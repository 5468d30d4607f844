//! Logging System
//!
//! Structured logging with `tracing`. Level, format and destination come from
//! [`LoggingConfig`] and can be overridden through `REMARK_LOG*` environment
//! variables.

use crate::error::ApiError;
use serde::{Deserialize, Serialize};
use std::collections::HashMap;
use std::path::PathBuf;
use std::sync::Mutex;
use tracing_subscriber::fmt::time::ChronoUtc;
use tracing_subscriber::fmt::writer::{BoxMakeWriter, MakeWriterExt};
use tracing_subscriber::{fmt, layer::SubscriberExt, util::SubscriberInitExt, EnvFilter, Registry};

/// Resolve the log file path with precedence: CLI, REMARK_LOG_FILE env, config file, default.
pub fn resolve_log_file_path(
    cli_file: Option<PathBuf>,
    config_file: Option<PathBuf>,
) -> Result<PathBuf, ApiError> {
    let env_file = std::env::var("REMARK_LOG_FILE").ok().map(PathBuf::from);
    [cli_file, env_file, config_file]
        .into_iter()
        .flatten()
        .find(|p| !p.as_os_str().is_empty())
        .map(Ok)
        .unwrap_or_else(default_log_file_path)
}

fn default_log_file_path() -> Result<PathBuf, ApiError> {
    let project_dirs = directories::ProjectDirs::from("", "remark", "remark").ok_or_else(|| {
        ApiError::ConfigError(
            "Could not determine platform state directory for log file".to_string(),
        )
    })?;
    // macOS and Windows have no state dir; fall back to the data dir there
    let dir = project_dirs
        .state_dir()
        .unwrap_or_else(|| project_dirs.data_local_dir());
    Ok(dir.join("remark.log"))
}

/// Logging configuration
#[derive(Debug, Clone, Serialize, Deserialize)]
pub struct LoggingConfig {
    /// Whether logging is enabled (default: true)
    #[serde(default = "default_true")]
    pub enabled: bool,

    /// Log level: trace, debug, info, warn, error, off
    #[serde(default = "default_log_level")]
    pub level: String,

    /// Output format: json, text (default: text)
    #[serde(default = "default_format")]
    pub format: String,

    /// Output destination: stdout, stderr, file, file+stderr, both
    #[serde(default = "default_output")]
    pub output: String,

    /// Log file path when output includes file; None means use runtime default
    #[serde(default)]
    pub file: Option<PathBuf>,

    /// Enable colored output (text format, terminal outputs only)
    #[serde(default = "default_true")]
    pub color: bool,

    /// Module-specific log levels
    #[serde(default)]
    pub modules: HashMap<String, String>,
}

fn default_log_level() -> String {
    "info".to_string()
}

fn default_format() -> String {
    "text".to_string()
}

fn default_output() -> String {
    "file".to_string()
}

fn default_true() -> bool {
    true
}

impl Default for LoggingConfig {
    fn default() -> Self {
        Self {
            enabled: default_true(),
            level: default_log_level(),
            format: default_format(),
            output: default_output(),
            file: None,
            color: default_true(),
            modules: HashMap::new(),
        }
    }
}

#[derive(Debug, Clone, Copy, PartialEq, Eq)]
enum LogFormat {
    Text,
    Json,
}

/// Output destinations
#[derive(Debug, Clone, Copy, PartialEq, Eq)]
struct OutputDestinations {
    stdout: bool,
    stderr: bool,
    file: bool,
}

/// Initialize the global subscriber
///
/// Priority order (highest to lowest):
/// 1. Environment variables (REMARK_LOG, REMARK_LOG_FORMAT, REMARK_LOG_OUTPUT, ...)
/// 2. Configuration
/// 3. Defaults
pub fn init_logging(config: Option<&LoggingConfig>) -> Result<(), ApiError> {
    if config.map(|c| !c.enabled).unwrap_or(false) {
        return Registry::default()
            .with(EnvFilter::new("off"))
            .try_init()
            .map_err(|e| ApiError::ConfigError(format!("Failed to install logger: {}", e)));
    }

    let filter = build_env_filter(config)?;
    let format = determine_format(config)?;
    let output = determine_output(config)?;
    let ansi = config.map(|c| c.color).unwrap_or(true) && !output.file;
    let writer = build_writer(output, config.and_then(|c| c.file.clone()))?;

    let registry = Registry::default().with(filter);
    let installed = match format {
        LogFormat::Json => registry
            .with(
                fmt::layer()
                    .json()
                    .with_target(true)
                    .with_timer(ChronoUtc::rfc_3339())
                    .with_writer(writer),
            )
            .try_init(),
        LogFormat::Text => registry
            .with(
                fmt::layer()
                    .with_target(true)
                    .with_timer(ChronoUtc::rfc_3339())
                    .with_ansi(ansi)
                    .with_writer(writer),
            )
            .try_init(),
    };
    installed.map_err(|e| ApiError::ConfigError(format!("Failed to install logger: {}", e)))
}

fn build_writer(
    output: OutputDestinations,
    config_file: Option<PathBuf>,
) -> Result<BoxMakeWriter, ApiError> {
    if output.file {
        let file = Mutex::new(open_log_file(resolve_log_file_path(None, config_file)?)?);
        return Ok(if output.stderr {
            BoxMakeWriter::new(file.and(std::io::stderr))
        } else {
            BoxMakeWriter::new(file)
        });
    }
    Ok(match (output.stdout, output.stderr) {
        (true, true) => BoxMakeWriter::new(std::io::stdout.and(std::io::stderr)),
        (false, true) => BoxMakeWriter::new(std::io::stderr),
        _ => BoxMakeWriter::new(std::io::stdout),
    })
}

fn open_log_file(path: PathBuf) -> Result<std::fs::File, ApiError> {
    if let Some(parent) = path.parent() {
        std::fs::create_dir_all(parent)
            .map_err(|e| ApiError::ConfigError(format!("Failed to create log directory: {}", e)))?;
    }
    std::fs::OpenOptions::new()
        .create(true)
        .append(true)
        .open(&path)
        .map_err(|e| ApiError::ConfigError(format!("Failed to open log file {:?}: {}", path, e)))
}

/// Build environment filter from config or environment variables
fn build_env_filter(config: Option<&LoggingConfig>) -> Result<EnvFilter, ApiError> {
    if let Ok(filter) = EnvFilter::try_from_env("REMARK_LOG") {
        return Ok(filter);
    }

    let level = config.map(|c| c.level.as_str()).unwrap_or("info");
    if level == "off" {
        return Ok(EnvFilter::new("off"));
    }

    let mut directives: Vec<String> = config
        .map(|c| {
            c.modules
                .iter()
                .map(|(module, module_level)| format!("{}={}", module, module_level))
                .collect()
        })
        .unwrap_or_default();
    if let Ok(modules) = std::env::var("REMARK_LOG_MODULES") {
        directives.extend(parse_module_directives(&modules));
    }

    let mut filter = EnvFilter::new(level);
    for directive in directives {
        filter = filter.add_directive(
            directive
                .parse()
                .map_err(|e| ApiError::ConfigError(format!("Invalid log directive: {}", e)))?,
        );
    }
    Ok(filter)
}

/// `"a=debug, b=warn"` -> `["a=debug", "b=warn"]`; malformed entries are skipped
fn parse_module_directives(directives: &str) -> Vec<String> {
    directives.split(',')
        .filter_map(|entry| {
            let (module, level) = entry.split_once('=')?;
            let (module, level) = (module.trim(), level.trim());
            if module.is_empty() || level.is_empty() {
                None
            } else {
                Some(format!("{}={}", module, level))
            }
        })
        .collect()
}

fn determine_format(config: Option<&LoggingConfig>) -> Result<LogFormat, ApiError> {
    if let Ok(format) = std::env::var("REMARK_LOG_FORMAT") {
        if let Ok(parsed) = parse_format(&format) {
            return Ok(parsed);
        }
    }
    parse_format(config.map(|c| c.format.as_str()).unwrap_or("text"))
}

fn parse_format(format: &str) -> Result<LogFormat, ApiError> {
    match format {
        "text" => Ok(LogFormat::Text),
        "json" => Ok(LogFormat::Json),
        other => Err(ApiError::ConfigError(format!(
            "Invalid log format: {} (must be 'json' or 'text')",
            other
        ))),
    }
}

fn determine_output(config: Option<&LoggingConfig>) -> Result<OutputDestinations, ApiError> {
    if let Ok(output) = std::env::var("REMARK_LOG_OUTPUT") {
        return parse_output_destinations(&output);
    }
    parse_output_destinations(config.map(|c| c.output.as_str()).unwrap_or("file"))
}

fn parse_output_destinations(output: &str) -> Result<OutputDestinations, ApiError> {
    let (stdout, stderr, file) = match output {
        "stdout" => (true, false, false),
        "stderr" => (false, true, false),
        "file" => (false, false, true),
        "file+stderr" => (false, true, true),
        "both" => (true, true, false),
        other => {
            return Err(ApiError::ConfigError(format!(
                "Invalid log output: {} (must be 'stdout', 'stderr', 'file', 'file+stderr', or 'both')",
                other
            )))
        }
    };
    Ok(OutputDestinations {
        stdout,
        stderr,
        file,
    })
}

_Required work_
From the records above, copy every line that holds the word "OutputDestinations".

_Output for this exercise_
struct OutputDestinations {
    output: OutputDestinations,
fn determine_output(config: Option<&LoggingConfig>) -> Result<OutputDestinations, ApiError> {
fn parse_output_destinations(output: &str) -> Result<OutputDestinations, ApiError> {
    Ok(OutputDestinations {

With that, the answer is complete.